HHS and 15 other Federal Departments and Agencies Announce Revisions to the Federal Policy for the Protection of Human Subjects (the Common Rule)

January 18, 2017

The U.S. Department of Health and Human Services (HHS) and fifteen other Federal Departments and Agencies have announced revisions to modernize, strengthen, and make more effective the Federal Policy for the Protection of Human Subjects that was originally promulgated as a Common Rule in 1991. This final rule is intended to better protect human subjects involved in research, while facilitating valuable research and reducing burden, delay, and ambiguity for investigators.
 
These revisions are an effort to modernize, simplify, and enhance the current system of oversight.
 
The final rule is being put on public display on January 18, 2017, by the Office of the Federal Register and can be accessed at: https://www.federalregister.gov/documents/2017/01/19/2017-01058/federal-policy-for-protection-of-human-subjects. It is expected that the final rule will be published in the Federal Register on January 19, 2017.
 
You can also read a summary of the changes from HHS here:
https://www.hhs.gov/about/news/2017/01/18/final-rule-enhances-protections-research-participants-modernizes-oversight-system.html
 
Per the summary:

"The final rule differs in important ways from the proposed rule. Some examples of proposals that, based on feedback from the public, are not being adopted, include:

  • The final rule does not adopt the proposal to require that research involving non-identified biospecimens be subject to the Common Rule, and it does not require that consent be obtained in order to conduct such research. In general, researchers can continue to use such biospecimens in the way they are currently using them.
  • To the extent that some of the NPRM proposals relied on tools or standards that had not yet been proposed, the final rule either does not adopt those proposals or includes revisions to eliminate such reliance. Examples of items that were not included in the final rule include a template to be used for broad consent forms, and a decision tool to be used for making exemption determinations.
  • The final rule does not expand the policy to cover clinical trials that are not federally funded.
  • The final rule does not adopt the NPRM’s proposed concept of “excluded” activities.
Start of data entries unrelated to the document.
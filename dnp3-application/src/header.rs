//! Application layer headers

use bytes::{BufMut, Bytes, BytesMut};
use dnp3_core::{AppControl, Dnp3Error, Dnp3Result, FunctionCode, Iin, Sequence};
use std::fmt;

/// Size of a request header: control and function code
pub const REQUEST_HEADER_SIZE: usize = 2;

/// Size of a response header: control, function code and IIN
pub const RESPONSE_HEADER_SIZE: usize = 4;

/// Header of a received request fragment
///
/// The function code is kept raw so unknown codes can still be answered
/// with the request's sequence number.
#[derive(Debug, Clone, Copy, PartialEq, Eq)]
pub struct RequestHeader {
    pub control: AppControl,
    pub function: u8,
}

impl RequestHeader {
    /// Parse the header at the start of `fragment`
    ///
    /// # Errors
    /// Returns `Dnp3Error::Parse` if the fragment is shorter than two bytes
    pub fn parse(fragment: &[u8]) -> Dnp3Result<Self> {
        if fragment.len() < REQUEST_HEADER_SIZE {
            return Err(Dnp3Error::Parse(format!(
                "Request fragment too short: {} bytes",
                fragment.len()
            )));
        }
        Ok(Self {
            control: AppControl::from_byte(fragment[0]),
            function: fragment[1],
        })
    }

    /// Decoded function code, `None` if unknown
    pub fn function_code(&self) -> Option<FunctionCode> {
        FunctionCode::from_u8(self.function)
    }

    pub fn seq(&self) -> Sequence {
        self.control.seq
    }
}

impl fmt::Display for RequestHeader {
    fn fmt(&self, f: &mut fmt::Formatter<'_>) -> fmt::Result {
        match self.function_code() {
            Some(fc) => write!(f, "{} {}", self.control, fc),
            None => write!(f, "{} unknown function 0x{:02X}", self.control, self.function),
        }
    }
}

/// Header of a response fragment
#[derive(Debug, Clone, Copy, PartialEq, Eq)]
pub struct ResponseHeader {
    pub control: AppControl,
    pub function: FunctionCode,
    pub iin: Iin,
}

impl ResponseHeader {
    pub fn new(control: AppControl, function: FunctionCode, iin: Iin) -> Self {
        Self { control, function, iin }
    }

    pub fn to_bytes(&self) -> [u8; RESPONSE_HEADER_SIZE] {
        let iin = self.iin.to_bytes();
        [self.control.to_byte(), self.function.as_u8(), iin[0], iin[1]]
    }

    /// Parse a response header
    ///
    /// # Errors
    /// Returns `Dnp3Error::Parse` on short input or a non-response function code
    pub fn parse(fragment: &[u8]) -> Dnp3Result<Self> {
        if fragment.len() < RESPONSE_HEADER_SIZE {
            return Err(Dnp3Error::Parse(format!(
                "Response fragment too short: {} bytes",
                fragment.len()
            )));
        }
        let function = FunctionCode::from_u8(fragment[1]).ok_or_else(|| {
            Dnp3Error::Parse(format!("Unknown function code 0x{:02X}", fragment[1]))
        })?;
        Ok(Self {
            control: AppControl::from_byte(fragment[0]),
            function,
            iin: Iin::from_bytes([fragment[2], fragment[3]]),
        })
    }
}

/// Build a two byte application confirm
pub fn confirm_fragment(seq: Sequence, unsolicited: bool) -> Bytes {
    let mut control = AppControl::single(seq);
    control.uns = unsolicited;
    let mut buf = BytesMut::with_capacity(REQUEST_HEADER_SIZE);
    buf.put_u8(control.to_byte());
    buf.put_u8(FunctionCode::Confirm.as_u8());
    buf.freeze()
}

#[cfg(test)]
mod tests {
    use super::*;

    #[test]
    fn test_request_header_parse() {
        let header = RequestHeader::parse(&[0xC3, 0x01, 0x3C, 0x01, 0x06]).unwrap();
        assert!(header.control.fir && header.control.fin);
        assert_eq!(header.seq().value(), 3);
        assert_eq!(header.function_code(), Some(FunctionCode::Read));
        assert!(RequestHeader::parse(&[0xC0]).is_err());
    }

    #[test]
    fn test_unknown_function_kept_raw() {
        let header = RequestHeader::parse(&[0xC0, 0x70]).unwrap();
        assert_eq!(header.function, 0x70);
        assert_eq!(header.function_code(), None);
    }

    #[test]
    fn test_confirm_fragment() {
        let confirm = confirm_fragment(Sequence::new(5), true);
        assert_eq!(confirm.as_ref(), &[0xD5, 0x00]);
    }
}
Generally, activities proposed to be excluded are now described as not satisfying the definition of what constitutes research under the regulations or are classified as exempt.
  • The final rule does not include the proposed standardized privacy safeguards for identifiable private information and identifiable biospecimens. Instead, in most respects, it retains the current approach to privacy standards.
  • The final rule does not adopt the proposal for more stringent criteria for obtaining a waiver of the consent requirements for identifiable biospecimens.” 

Among the elements included:

  •  “Requirements, in many cases, to use a single institutional review board (IRB) for multi-institutional research studies. The proposal from the NPRM has been modified, however, to add substantial increased flexibility in now allowing broad groups of studies (instead of just specific studies) to be removed from this requirement.”